**Exercise requirements**
Each entry is to be restated word for word, with nothing omitted.

(Stored data)
use chrono::{DateTime, Utc};
use diesel::prelude::{Insertable, Queryable, Selectable};
use serde::Serialize;

use crate::conversation;
use crate::template::{self, TemplateDto};
use crate::user::{self, model::UserDto};

use super::Id;

#[derive(Queryable, Selectable, Clone, Debug, PartialEq)]
#[diesel(table_name = crate::schema::messages)]
#[diesel(check_for_backend(diesel::pg::Pg))]
pub struct Message {
    id: Id,
    conversation_id: conversation::Id,
    sender_id: user::Id,
    body: Option<String>,
    image: Option<String>,
    audio: Option<String>,
    from_template: bool,
    template_id: Option<template::Id>,
    created_at: DateTime<Utc>,
}

impl Message {
    pub const fn id(&self) -> &Id {
        &self.id
    }

    pub const fn conversation_id(&self) -> &conversation::Id {
        &self.conversation_id
    }

    pub const fn sender_id(&self) -> &user::Id {
        &self.sender_id
    }

    pub const fn template_id(&self) -> Option<&template::Id> {
        self.template_id.as_ref()
    }

    pub const fn created_at(&self) -> &DateTime<Utc> {
        &self.created_at
    }
}

#[cfg(test)]
impl From<&NewMessage<'_>> for Message {
    fn from(m: &NewMessage<'_>) -> Self {
        Self {
            id: m.id.clone(),
            conversation_id: m.conversation_id.clone(),
            sender_id: m.sender_id.clone(),
            body: m.body.map(String::from),
            image: m.image.map(String::from),
            audio: m.audio.map(String::from),
            from_template: m.from_template,
            template_id: m.template_id.cloned(),
            created_at: Utc::now(),
        }
    }
}

/// What a message carries. Blank parts count as absent.
#[derive(Clone, Debug, Default)]
pub struct Content {
    body: Option<String>,
    image: Option<String>,
    audio: Option<String>,
}

impl Content {
    pub fn new(body: Option<String>, image: Option<String>, audio: Option<String>) -> Self {
        let non_blank = |s: Option<String>| s.filter(|s| !s.trim().is_empty());
        Self {
            body: non_blank(body),
            image: non_blank(image),
            audio: non_blank(audio),
        }
    }

    #[cfg(test)]
    pub fn text(body: &str) -> Self {
        Self::new(Some(body.to_string()), None, None)
    }

    pub const fn is_empty(&self) -> bool {
        self.body.is_none() && self.image.is_none() && self.audio.is_none()
    }
}

#[derive(Insertable)]
#[diesel(table_name = crate::schema::messages)]
pub struct NewMessage<'a> {
    id: Id,
    conversation_id: &'a conversation::Id,
    sender_id: &'a user::Id,
    body: Option<&'a str>,
    image: Option<&'a str>,
    audio: Option<&'a str>,
    from_template: bool,
    template_id: Option<&'a template::Id>,
}

impl<'a> NewMessage<'a> {
    pub fn new(
        conversation_id: &'a conversation::Id,
        sender_id: &'a user::Id,
        content: &'a Content,
        template_id: Option<&'a template::Id>,
    ) -> Self {
        Self {
            id: Id::random(),
            conversation_id,
            sender_id,
            body: content.body.as_deref(),
            image: content.image.as_deref(),
            audio: content.audio.as_deref(),
            from_template: template_id.is_some(),
            template_id,
        }
    }

    pub const fn template_id(&self) -> Option<&template::Id> {
        self.template_id
    }
}

#[derive(Insertable)]
#[diesel(table_name = crate::schema::messages_seen)]
pub struct NewSeen<'a> {
    message_id: &'a Id,
    user_id: &'a user::Id,
}

impl<'a> NewSeen<'a> {
    pub fn new(message_id: &'a Id, user_id: &'a user::Id) -> Self {
        Self {
            message_id,
            user_id,
        }
    }
}

#[derive(Clone, Debug, Serialize, PartialEq)]
#[serde(rename_all = "camelCase")]
pub struct MessageDto {
    id: Id,
    conversation_id: conversation::Id,
    body: Option<String>,
    image: Option<String>,
    audio: Option<String>,
    created_at: DateTime<Utc>,
    from_template: bool,
    sender: UserDto,
    seen: Vec<UserDto>,
    message_template: Option<TemplateDto>,
}

impl MessageDto {
    pub fn new(
        m: Message,
        sender: UserDto,
        seen: Vec<UserDto>,
        template: Option<TemplateDto>,
    ) -> Self {
        Self {
            id: m.id,
            conversation_id: m.conversation_id,
            body: m.body,
            image: m.image,
            audio: m.audio,
            created_at: m.created_at,
            from_template: m.from_template,
            sender,
            seen,
            message_template: template,
        }
    }

    pub const fn id(&self) -> &Id {
        &self.id
    }
}

#[cfg(test)]
impl MessageDto {
    pub const fn sender(&self) -> &UserDto {
        &self.sender
    }

    pub fn seen(&self) -> &[UserDto] {
        &self.seen
    }

    pub fn body(&self) -> Option<&str> {
        self.body.as_deref()
    }

    pub const fn message_template(&self) -> Option<&TemplateDto> {
        self.message_template.as_ref()
    }
}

**Task output**
use chrono::{DateTime, Utc};
use diesel::prelude::{Insertable, Queryable, Selectable};
use serde::Serialize;

use crate::conversation;
use crate::template::{self, TemplateDto};
use crate::user::{self, model::UserDto};

use super::Id;

#[derive(Queryable, Selectable, Clone, Debug, PartialEq)]
#[diesel(table_name = crate::schema::messages)]
#[diesel(check_for_backend(diesel::pg::Pg))]
pub struct Message {
    id: Id,
    conversation_id: conversation::Id,
    sender_id: user::Id,
    body: Option<String>,
    image: Option<String>,
    audio: Option<String>,
    from_template: bool,
    template_id: Option<template::Id>,
    created_at: DateTime<Utc>,
}

impl Message {
    pub const fn id(&self) -> &Id {
        &self.id
    }

    pub const fn conversation_id(&self) -> &conversation::Id {
        &self.conversation_id
    }

    pub const fn sender_id(&self) -> &user::Id {
        &self.sender_id
    }

    pub const fn template_id(&self) -> Option<&template::Id> {
        self.template_id.as_ref()
    }

    pub const fn created_at(&self) -> &DateTime<Utc> {
        &self.created_at
    }
}

#[cfg(test)]
impl From<&NewMessage<'_>> for Message {
    fn from(m: &NewMessage<'_>) -> Self {
        Self {
            id: m.id.clone(),
            conversation_id: m.conversation_id.clone(),
            sender_id: m.sender_id.clone(),
            body: m.body.map(String::from),
            image: m.image.map(String::from),
            audio: m.audio.map(String::from),
            from_template: m.from_template,
            template_id: m.template_id.cloned(),
            created_at: Utc::now(),
        }
    }
}

/// What a message carries. Blank parts count as absent.
#[derive(Clone, Debug, Default)]
pub struct Content {
    body: Option<String>,
    image: Option<String>,
    audio: Option<String>,
}

impl Content {
    pub fn new(body: Option<String>, image: Option<String>, audio: Option<String>) -> Self {
        let non_blank = |s: Option<String>| s.filter(|s| !s.trim().is_empty());
        Self {
            body: non_blank(body),
            image: non_blank(image),
            audio: non_blank(audio),
        }
    }

    #[cfg(test)]
    pub fn text(body: &str) -> Self {
        Self::new(Some(body.to_string()), None, None)
    }

    pub const fn is_empty(&self) -> bool {
        self.body.is_none() && self.image.is_none() && self.audio.is_none()
    }
}

#[derive(Insertable)]
#[diesel(table_name = crate::schema::messages)]
pub struct NewMessage<'a> {
    id: Id,
    conversation_id: &'a conversation::Id,
    sender_id: &'a user::Id,
    body: Option<&'a str>,
    image: Option<&'a str>,
    audio: Option<&'a str>,
    from_template: bool,
    template_id: Option<&'a template::Id>,
}

impl<'a> NewMessage<'a> {
    pub fn new(
        conversation_id: &'a conversation::Id,
        sender_id: &'a user::Id,
        content: &'a Content,
        template_id: Option<&'a template::Id>,
    ) -> Self {
        Self {
            id: Id::random(),
            conversation_id,
            sender_id,
            body: content.body.as_deref(),
            image: content.image.as_deref(),
            audio: content.audio.as_deref(),
            from_template: template_id.is_some(),
            template_id,
        }
    }

    pub const fn template_id(&self) -> Option<&template::Id> {
        self.template_id
    }
}

#[derive(Insertable)]
#[diesel(table_name = crate::schema::messages_seen)]
pub struct NewSeen<'a> {
    message_id: &'a Id,
    user_id: &'a user::Id,
}

impl<'a> NewSeen<'a> {
    pub fn new(message_id: &'a Id, user_id: &'a user::Id) -> Self {
        Self {
            message_id,
            user_id,
        }
    }
}

#[derive(Clone, Debug, Serialize, PartialEq)]
#[serde(rename_all = "camelCase")]
pub struct MessageDto {
    id: Id,
    conversation_id: conversation::Id,
    body: Option<String>,
    image: Option<String>,
    audio: Option<String>,
    created_at: DateTime<Utc>,
    from_template: bool,
    sender: UserDto,
    seen: Vec<UserDto>,
    message_template: Option<TemplateDto>,
}

impl MessageDto {
    pub fn new(
        m: Message,
        sender: UserDto,
        seen: Vec<UserDto>,
        template: Option<TemplateDto>,
    ) -> Self {
        Self {
            id: m.id,
            conversation_id: m.conversation_id,
            body: m.body,
            image: m.image,
            audio: m.audio,
            created_at: m.created_at,
            from_template: m.from_template,
            sender,
            seen,
            message_template: template,
        }
    }

    pub const fn id(&self) -> &Id {
        &self.id
    }
}

#[cfg(test)]
impl MessageDto {
    pub const fn sender(&self) -> &UserDto {
        &self.sender
    }

    pub fn seen(&self) -> &[UserDto] {
        &self.seen
    }

    pub fn body(&self) -> Option<&str> {
        self.body.as_deref()
    }

    pub const fn message_template(&self) -> Option<&TemplateDto> {
        self.message_template.as_ref()
    }
}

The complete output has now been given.